BEGIN

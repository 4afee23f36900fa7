//! Shared wiring for integration tests: the whole task board running over
//! the in-memory services, with one call log across both services.

use std::sync::Arc;
use std::time::Duration;

use taskboard::metrics::{
    adapters::memory::InMemoryMetricsService,
    domain::{Algorithm, AlgorithmResult},
    services::MetricsRefresher,
};
use taskboard::task::{
    adapters::memory::{InMemoryTaskService, RecordingNotices, ServiceControls, ServiceOperation},
    domain::TaskRecord,
    services::{DependentViews, MutationOrchestrator, TaskRefresher, TaskStore},
};

/// Task board wired the way the binary wires it, minus HTTP.
pub struct TestBoard {
    pub controls: ServiceControls,
    pub task_service: Arc<InMemoryTaskService>,
    pub metrics_service: Arc<InMemoryMetricsService>,
    pub store: TaskStore,
    pub task_view: TaskRefresher<InMemoryTaskService>,
    pub metrics_view: MetricsRefresher<InMemoryMetricsService>,
    pub notices: RecordingNotices,
    pub orchestrator: MutationOrchestrator<InMemoryTaskService>,
}

impl TestBoard {
    /// Creates an empty board whose metrics endpoint serves [`sample_results`].
    pub fn new() -> Self {
        let controls = ServiceControls::new();
        let task_service = Arc::new(InMemoryTaskService::with_controls(controls.clone()));
        let metrics_service = Arc::new(InMemoryMetricsService::with_controls(controls.clone()));
        metrics_service.publish(sample_results());

        let store = TaskStore::new();
        let task_view = TaskRefresher::new(Arc::clone(&task_service), store.clone());
        let metrics_view = MetricsRefresher::new(Arc::clone(&metrics_service));
        let notices = RecordingNotices::new();
        let orchestrator = MutationOrchestrator::new(
            Arc::clone(&task_service),
            store.clone(),
            DependentViews::new(Arc::new(task_view.clone()), Arc::new(metrics_view.clone())),
            Arc::new(notices.clone()),
        );

        Self {
            controls,
            task_service,
            metrics_service,
            store,
            task_view,
            metrics_view,
            notices,
            orchestrator,
        }
    }

    /// Seeds the service and shows the seeded list, without logging calls.
    pub fn seed(&self, records: Vec<TaskRecord>) -> eyre::Result<()> {
        for record in records {
            self.task_service
                .seed(record)
                .map_err(|err| eyre::eyre!("seed task: {err}"))?;
        }
        let tasks = self
            .task_service
            .tasks()
            .map_err(|err| eyre::eyre!("read seeded tasks: {err}"))?;
        self.store.replace_all(tasks);
        Ok(())
    }

    /// Returns the identifiers currently shown, in display order.
    pub fn ids(&self) -> Vec<String> {
        self.store
            .snapshot()
            .into_iter()
            .map(|record| record.id.to_string())
            .collect()
    }

    /// Returns how many calls of `operation` were initiated.
    pub fn count(&self, operation: ServiceOperation) -> usize {
        self.controls.calls().count(operation)
    }

    /// Returns the initiated refetches, in order.
    pub fn refetches(&self) -> Vec<ServiceOperation> {
        self.controls
            .calls()
            .operations()
            .into_iter()
            .filter(|operation| {
                matches!(
                    operation,
                    ServiceOperation::ListTasks | ServiceOperation::FetchMetrics
                )
            })
            .collect()
    }
}

impl Default for TestBoard {
    fn default() -> Self {
        Self::new()
    }
}

/// Results the in-memory metrics endpoint serves, deliberately out of
/// display order.
pub fn sample_results() -> Vec<AlgorithmResult> {
    vec![
        AlgorithmResult::empty(Algorithm::Lifo)
            .with_metric(2_u64, 0.0, 60.0)
            .with_metric(1_u64, 60.0, 90.0)
            .with_aggregates(30.0, 75.0, 0.02),
        AlgorithmResult::empty(Algorithm::Fcfs)
            .with_metric(1_u64, 0.0, 30.0)
            .with_metric(2_u64, 30.0, 90.0)
            .with_aggregates(15.0, 60.0, 0.02),
        AlgorithmResult::empty(Algorithm::Ljf)
            .with_metric(2_u64, 0.0, 60.0)
            .with_metric(1_u64, 60.0, 90.0)
            .with_aggregates(30.0, 75.0, 0.02),
    ]
}

/// Polls `condition` until it holds, failing after five seconds.
pub async fn wait_for(mut condition: impl FnMut() -> bool) -> eyre::Result<()> {
    tokio::time::timeout(Duration::from_secs(5), async {
        while !condition() {
            tokio::time::sleep(Duration::from_millis(1)).await;
        }
    })
    .await
    .map_err(|_| eyre::eyre!("condition did not hold within five seconds"))
}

END

## What to produce
Every line above must be repeated exactly as it appears.

## Solved exercise
repository 4afee23f36900fa7
//! Shared wiring for integration tests: the whole task board running over
//! the in-memory services, with one call log across both services.

use std::sync::Arc;
use std::time::Duration;

use taskboard::metrics::{
    adapters::memory::InMemoryMetricsService,
    domain::{Algorithm, AlgorithmResult},
    services::MetricsRefresher,
};
use taskboard::task::{
    adapters::memory::{InMemoryTaskService, RecordingNotices, ServiceControls, ServiceOperation},
    domain::TaskRecord,
    services::{DependentViews, MutationOrchestrator, TaskRefresher, TaskStore},
};

/// Task board wired the way the binary wires it, minus HTTP.
pub struct TestBoard {
    pub controls: ServiceControls,
    pub task_service: Arc<InMemoryTaskService>,
    pub metrics_service: Arc<InMemoryMetricsService>,
    pub store: TaskStore,
    pub task_view: TaskRefresher<InMemoryTaskService>,
    pub metrics_view: MetricsRefresher<InMemoryMetricsService>,
    pub notices: RecordingNotices,
    pub orchestrator: MutationOrchestrator<InMemoryTaskService>,
}

impl TestBoard {
    /// Creates an empty board whose metrics endpoint serves [`sample_results`].
    pub fn new() -> Self {
        let controls = ServiceControls::new();
        let task_service = Arc::new(InMemoryTaskService::with_controls(controls.clone()));
        let metrics_service = Arc::new(InMemoryMetricsService::with_controls(controls.clone()));
        metrics_service.publish(sample_results());

        let store = TaskStore::new();
        let task_view = TaskRefresher::new(Arc::clone(&task_service), store.clone());
        let metrics_view = MetricsRefresher::new(Arc::clone(&metrics_service));
        let notices = RecordingNotices::new();
        let orchestrator = MutationOrchestrator::new(
            Arc::clone(&task_service),
            store.clone(),
            DependentViews::new(Arc::new(task_view.clone()), Arc::new(metrics_view.clone())),
            Arc::new(notices.clone()),
        );

        Self {
            controls,
            task_service,
            metrics_service,
            store,
            task_view,
            metrics_view,
            notices,
            orchestrator,
        }
    }

    /// Seeds the service and shows the seeded list, without logging calls.
    pub fn seed(&self, records: Vec<TaskRecord>) -> eyre::Result<()> {
        for record in records {
            self.task_service
                .seed(record)
                .map_err(|err| eyre::eyre!("seed task: {err}"))?;
        }
        let tasks = self
            .task_service
            .tasks()
            .map_err(|err| eyre::eyre!("read seeded tasks: {err}"))?;
        self.store.replace_all(tasks);
        Ok(())
    }

    /// Returns the identifiers currently shown, in display order.
    pub fn ids(&self) -> Vec<String> {
        self.store
            .snapshot()
            .into_iter()
            .map(|record| record.id.to_string())
            .collect()
    }

    /// Returns how many calls of `operation` were initiated.
    pub fn count(&self, operation: ServiceOperation) -> usize {
        self.controls.calls().count(operation)
    }

    /// Returns the initiated refetches, in order.
    pub fn refetches(&self) -> Vec<ServiceOperation> {
        self.controls
            .calls()
            .operations()
            .into_iter()
            .filter(|operation| {
                matches!(
                    operation,
                    ServiceOperation::ListTasks | ServiceOperation::FetchMetrics
                )
            })
            .collect()
    }
}

impl Default for TestBoard {
    fn default() -> Self {
        Self::new()
    }
}

/// Results the in-memory metrics endpoint serves, deliberately out of
/// display order.
pub fn sample_results() -> Vec<AlgorithmResult> {
    vec![
        AlgorithmResult::empty(Algorithm::Lifo)
            .with_metric(2_u64, 0.0, 60.0)
            .with_metric(1_u64, 60.0, 90.0)
            .with_aggregates(30.0, 75.0, 0.02),
        AlgorithmResult::empty(Algorithm::Fcfs)
            .with_metric(1_u64, 0.0, 30.0)
            .with_metric(2_u64, 30.0, 90.0)
            .with_aggregates(15.0, 60.0, 0.02),
        AlgorithmResult::empty(Algorithm::Ljf)
            .with_metric(2_u64, 0.0, 60.0)
            .with_metric(1_u64, 60.0, 90.0)
            .with_aggregates(30.0, 75.0, 0.02),
    ]
}

/// Polls `condition` until it holds, failing after five seconds.
pub async fn wait_for(mut condition: impl FnMut() -> bool) -> eyre::Result<()> {
    tokio::time::timeout(Duration::from_secs(5), async {
        while !condition() {
            tokio::time::sleep(Duration::from_millis(1)).await;
        }
    })
    .await
    .map_err(|_| eyre::eyre!("condition did not hold within five seconds"))
}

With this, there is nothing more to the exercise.